▸ TASK GOAL
Could you filter the records below and keep only the lines with the word "runs"?
*** Opening PROVIDED RECORDS ***
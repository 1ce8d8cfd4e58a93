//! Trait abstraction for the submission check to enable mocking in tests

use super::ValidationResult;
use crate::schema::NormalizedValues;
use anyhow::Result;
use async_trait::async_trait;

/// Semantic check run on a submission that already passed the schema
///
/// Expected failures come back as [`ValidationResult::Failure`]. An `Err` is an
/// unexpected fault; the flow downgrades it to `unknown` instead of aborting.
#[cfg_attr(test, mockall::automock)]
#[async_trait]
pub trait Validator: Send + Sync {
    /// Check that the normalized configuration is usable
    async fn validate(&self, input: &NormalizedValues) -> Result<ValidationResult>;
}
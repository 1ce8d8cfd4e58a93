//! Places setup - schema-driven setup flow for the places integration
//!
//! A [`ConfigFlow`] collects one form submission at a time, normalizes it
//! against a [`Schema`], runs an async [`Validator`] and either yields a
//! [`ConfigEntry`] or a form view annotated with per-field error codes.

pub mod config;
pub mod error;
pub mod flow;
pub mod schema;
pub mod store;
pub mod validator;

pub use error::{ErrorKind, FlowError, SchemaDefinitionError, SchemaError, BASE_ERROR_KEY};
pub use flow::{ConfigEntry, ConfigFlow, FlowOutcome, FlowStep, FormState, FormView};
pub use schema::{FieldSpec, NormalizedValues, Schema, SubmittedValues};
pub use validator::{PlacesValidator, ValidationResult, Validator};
*** Closing PROVIDED RECORDS ***
*** Opening PROVIDED RECORDS ***
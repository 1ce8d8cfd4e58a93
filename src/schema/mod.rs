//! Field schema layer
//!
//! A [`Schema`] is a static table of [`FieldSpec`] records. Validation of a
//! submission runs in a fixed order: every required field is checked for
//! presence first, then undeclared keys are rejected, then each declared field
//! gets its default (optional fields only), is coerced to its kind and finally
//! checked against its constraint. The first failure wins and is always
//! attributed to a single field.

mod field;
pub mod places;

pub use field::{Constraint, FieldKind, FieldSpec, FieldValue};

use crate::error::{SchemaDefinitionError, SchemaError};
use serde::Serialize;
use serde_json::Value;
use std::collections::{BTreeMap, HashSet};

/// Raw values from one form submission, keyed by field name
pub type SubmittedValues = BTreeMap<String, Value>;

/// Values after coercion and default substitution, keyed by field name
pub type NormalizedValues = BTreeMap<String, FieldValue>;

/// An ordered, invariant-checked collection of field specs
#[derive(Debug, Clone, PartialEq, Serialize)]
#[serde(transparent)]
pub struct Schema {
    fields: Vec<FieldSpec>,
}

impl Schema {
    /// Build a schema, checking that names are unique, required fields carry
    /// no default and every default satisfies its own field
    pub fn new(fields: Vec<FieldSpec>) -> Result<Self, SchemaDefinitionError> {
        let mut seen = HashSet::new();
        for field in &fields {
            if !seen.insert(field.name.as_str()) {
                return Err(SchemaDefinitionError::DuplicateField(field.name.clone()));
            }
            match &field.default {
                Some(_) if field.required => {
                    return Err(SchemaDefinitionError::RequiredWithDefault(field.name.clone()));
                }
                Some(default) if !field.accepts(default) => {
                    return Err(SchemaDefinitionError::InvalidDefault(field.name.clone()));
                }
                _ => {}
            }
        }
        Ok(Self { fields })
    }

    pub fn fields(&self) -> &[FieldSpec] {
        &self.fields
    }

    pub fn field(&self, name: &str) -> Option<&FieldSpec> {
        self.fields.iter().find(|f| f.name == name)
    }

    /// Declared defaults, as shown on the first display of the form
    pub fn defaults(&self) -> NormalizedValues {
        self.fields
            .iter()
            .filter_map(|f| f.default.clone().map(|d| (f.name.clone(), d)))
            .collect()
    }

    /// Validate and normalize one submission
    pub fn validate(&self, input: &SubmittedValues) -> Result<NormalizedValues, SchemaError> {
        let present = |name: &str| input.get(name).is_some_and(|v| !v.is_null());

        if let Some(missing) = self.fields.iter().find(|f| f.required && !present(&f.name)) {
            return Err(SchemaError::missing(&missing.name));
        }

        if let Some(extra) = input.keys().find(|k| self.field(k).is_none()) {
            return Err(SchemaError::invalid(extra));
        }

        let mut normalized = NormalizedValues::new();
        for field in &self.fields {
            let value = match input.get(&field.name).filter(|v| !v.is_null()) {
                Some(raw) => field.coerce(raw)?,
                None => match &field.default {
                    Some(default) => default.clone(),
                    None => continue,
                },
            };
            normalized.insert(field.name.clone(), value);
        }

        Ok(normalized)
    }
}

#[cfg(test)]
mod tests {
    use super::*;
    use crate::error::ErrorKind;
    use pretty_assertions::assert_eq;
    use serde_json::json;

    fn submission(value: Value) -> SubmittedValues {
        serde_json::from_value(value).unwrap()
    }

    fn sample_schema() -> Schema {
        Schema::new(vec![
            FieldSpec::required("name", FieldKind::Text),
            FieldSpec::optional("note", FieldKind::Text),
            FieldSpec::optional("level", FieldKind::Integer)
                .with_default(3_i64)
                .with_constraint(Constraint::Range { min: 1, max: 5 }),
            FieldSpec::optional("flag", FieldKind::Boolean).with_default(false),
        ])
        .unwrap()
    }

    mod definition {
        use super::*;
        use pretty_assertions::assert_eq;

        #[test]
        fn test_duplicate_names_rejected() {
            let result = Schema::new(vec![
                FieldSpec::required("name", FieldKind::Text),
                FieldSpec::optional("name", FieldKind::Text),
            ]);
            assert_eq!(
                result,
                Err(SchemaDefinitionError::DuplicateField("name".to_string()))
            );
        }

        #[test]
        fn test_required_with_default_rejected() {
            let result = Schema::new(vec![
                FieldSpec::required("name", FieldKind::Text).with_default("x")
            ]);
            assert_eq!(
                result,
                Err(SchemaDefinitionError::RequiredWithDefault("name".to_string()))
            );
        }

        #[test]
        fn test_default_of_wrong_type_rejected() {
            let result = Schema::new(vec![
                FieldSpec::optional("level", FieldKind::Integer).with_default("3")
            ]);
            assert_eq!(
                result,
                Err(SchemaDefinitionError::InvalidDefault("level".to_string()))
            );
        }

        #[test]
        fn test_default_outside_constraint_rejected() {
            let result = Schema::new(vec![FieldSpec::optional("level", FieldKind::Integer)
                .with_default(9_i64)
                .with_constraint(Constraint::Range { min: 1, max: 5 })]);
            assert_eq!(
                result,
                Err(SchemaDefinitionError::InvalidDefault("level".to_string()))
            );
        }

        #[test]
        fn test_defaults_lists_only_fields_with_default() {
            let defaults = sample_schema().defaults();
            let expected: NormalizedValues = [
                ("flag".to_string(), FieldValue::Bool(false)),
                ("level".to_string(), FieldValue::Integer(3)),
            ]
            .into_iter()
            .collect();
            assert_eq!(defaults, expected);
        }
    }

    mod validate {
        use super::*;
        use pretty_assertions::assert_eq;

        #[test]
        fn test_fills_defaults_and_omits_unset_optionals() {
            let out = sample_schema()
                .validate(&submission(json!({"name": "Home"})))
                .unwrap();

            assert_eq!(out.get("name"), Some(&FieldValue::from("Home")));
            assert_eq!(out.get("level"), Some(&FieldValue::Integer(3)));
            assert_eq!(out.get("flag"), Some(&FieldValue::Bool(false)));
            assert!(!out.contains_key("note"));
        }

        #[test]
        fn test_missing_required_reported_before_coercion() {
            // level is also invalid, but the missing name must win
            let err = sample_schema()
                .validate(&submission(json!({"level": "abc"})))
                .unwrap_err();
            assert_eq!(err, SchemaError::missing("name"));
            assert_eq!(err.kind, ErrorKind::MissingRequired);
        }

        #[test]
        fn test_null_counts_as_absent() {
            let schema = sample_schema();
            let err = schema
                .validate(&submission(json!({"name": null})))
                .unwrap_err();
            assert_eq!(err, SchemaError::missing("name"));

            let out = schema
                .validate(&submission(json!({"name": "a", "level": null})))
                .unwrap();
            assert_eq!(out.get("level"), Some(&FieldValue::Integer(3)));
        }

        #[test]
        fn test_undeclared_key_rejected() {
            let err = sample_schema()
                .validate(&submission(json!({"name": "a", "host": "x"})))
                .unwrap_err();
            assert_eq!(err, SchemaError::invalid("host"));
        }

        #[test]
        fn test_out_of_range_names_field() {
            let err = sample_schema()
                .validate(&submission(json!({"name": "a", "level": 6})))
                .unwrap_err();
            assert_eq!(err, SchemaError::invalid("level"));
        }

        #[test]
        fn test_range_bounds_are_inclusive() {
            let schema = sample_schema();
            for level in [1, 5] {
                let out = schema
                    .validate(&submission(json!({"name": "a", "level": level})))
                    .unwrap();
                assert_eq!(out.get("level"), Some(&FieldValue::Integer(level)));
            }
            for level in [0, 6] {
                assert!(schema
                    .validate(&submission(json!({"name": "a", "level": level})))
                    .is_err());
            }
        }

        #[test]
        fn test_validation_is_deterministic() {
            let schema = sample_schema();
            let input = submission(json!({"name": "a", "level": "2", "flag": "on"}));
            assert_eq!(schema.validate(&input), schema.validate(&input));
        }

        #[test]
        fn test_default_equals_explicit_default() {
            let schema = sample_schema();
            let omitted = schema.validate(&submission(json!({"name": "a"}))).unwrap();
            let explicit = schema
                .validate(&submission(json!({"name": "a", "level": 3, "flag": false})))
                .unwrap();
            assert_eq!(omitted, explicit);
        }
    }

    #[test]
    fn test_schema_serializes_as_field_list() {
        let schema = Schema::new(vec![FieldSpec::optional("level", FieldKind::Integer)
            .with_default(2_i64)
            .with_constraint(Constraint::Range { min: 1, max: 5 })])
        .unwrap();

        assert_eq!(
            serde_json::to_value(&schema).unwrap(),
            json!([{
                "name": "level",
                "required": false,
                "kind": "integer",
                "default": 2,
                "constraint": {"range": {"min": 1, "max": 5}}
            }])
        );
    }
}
*** Closing PROVIDED RECORDS ***
▸ RESULT OF THE TASK
//! against a [`Schema`], runs an async [`Validator`] and either yields a
//! submission runs in a fixed order: every required field is checked for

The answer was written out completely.